While both research teams started with the same premise, Cambridge decided to make their leaves more marine-based – because where can one find enough water if not the ocean – and EPFL wanted to show that their PEC technology could be adapted for harvesting humidity from the air instead, leading to the development of their new gas diffusion electrode.

Already proven to work with gases instead of liquids, electrochemical cells in previous attempts were opaque, inefficient and generally incompatible when paired with solar-powered PEC technology.

How was it done?

In order to make transparent gas diffusion electrodes, the EPFL researchers started with a type of glass wool, which is essentially quartz or silicon oxide fibers and processed it into felt wafers by fusing the fibers together at high temperatures.

Next, the wafer is coated with a transparent thin film of fluorine-doped tin oxide, which is known for its excellent conductivity, robustness, and ease to scale-up.

These initial steps result in a transparent, porous, and conducting wafer, essential for maximizing contact with the water molecules in the air as well as letting photons pass through.

Next, the wafer is coated again, this time with a thin film of sunlight-absorbing semiconductive materials. This second thin coating still lets light through but appears opaque due to the large surface area of the porous substrate.

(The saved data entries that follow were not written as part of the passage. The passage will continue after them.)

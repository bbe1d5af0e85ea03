//! Per-record inclusion predicate.
//!
//! Stages run cheapest first and short-circuit: visibility, then category,
//! then text. An absent criterion always passes its stage.

use crate::criteria::{CategoryFilter, ViewCriteria};
use crate::matcher::TextQuery;
use crate::record::Listing;
use crate::viewer::ViewerContext;

/// Inclusion predicate prepared from one set of criteria.
///
/// Build it once per view and reuse it for every record; the query is
/// case-folded up front.
#[derive(Debug, Clone)]
pub struct RecordFilter<'c> {
    query: TextQuery,
    category: &'c CategoryFilter,
    viewer: &'c ViewerContext,
}

impl<'c> RecordFilter<'c> {
    /// Prepare the predicate for `criteria` as seen by `viewer`.
    #[must_use]
    pub fn new(criteria: &'c ViewCriteria, viewer: &'c ViewerContext) -> Self {
        Self {
            query: TextQuery::new(&criteria.query),
            category: &criteria.category,
            viewer,
        }
    }

    /// Returns `true` if `record` passes every stage.
    #[must_use]
    pub fn includes<R: Listing>(&self, record: &R) -> bool {
        self.is_visible(record)
            && self.matches_category(record)
            && self.query.matches(record, R::SEARCH_FIELDS)
    }

    fn is_visible<R: Listing>(&self, record: &R) -> bool {
        !record.is_private() || self.viewer.sees_everything() || self.viewer.owns(record)
    }

    fn matches_category<R: Listing>(&self, record: &R) -> bool {
        record
            .category()
            .is_none_or(|category| self.category.admits(category))
    }
}

/// Returns `true` if `record` should appear in a view built from `criteria`
/// for `viewer`.
///
/// Private records are excluded unless the viewer owns them or is an admin,
/// even when the search text would match. Records of a kind without a
/// category facet are never narrowed by category.
#[must_use]
pub fn include_record<R: Listing>(
    record: &R,
    criteria: &ViewCriteria,
    viewer: &ViewerContext,
) -> bool {
    RecordFilter::new(criteria, viewer).includes(record)
}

As is, this coated wafer could already begin producing hydrogen fuel once exposed to sunlight; however, the scientists wanted to create an environment to fully measure their device's capabilities.

Building a small chamber containing the coated wafer, as well as a membrane for separating the produced hydrogen gas for measurement, when the chamber was exposed to sunlight under humid conditions, hydrogen gas was indeed produced, achieving what the team had set out to do – their concept of a transparent gas-diffusion electrode for solar-powered hydrogen gas was successful.

While the team did not formally study the solar-to-hydrogen conversion efficiency in their demonstration, it was acknowledged that it was fairly modest for a prototype but still less than can be achieved in liquid-based PEC cells.

Based on the materials used, the maximum theoretical solar-to-hydrogen conversion efficiency of the coated wafer was 12%, whereas liquid cells have been demonstrated to be up to 19% efficient. Nevertheless, not having all the eggs in one basket provides a competitive venture to perhaps discover the most efficient way to produce the fuel of the future.

Now, the researchers are focusing their efforts on optimizing the system. Asking questions such as, what is the ideal fiber size? The ideal pore size? The ideal semiconductors and membrane materials?

Now that a successful working prototype has proven the technology feasible, it's only a matter of time before these questions find their answers.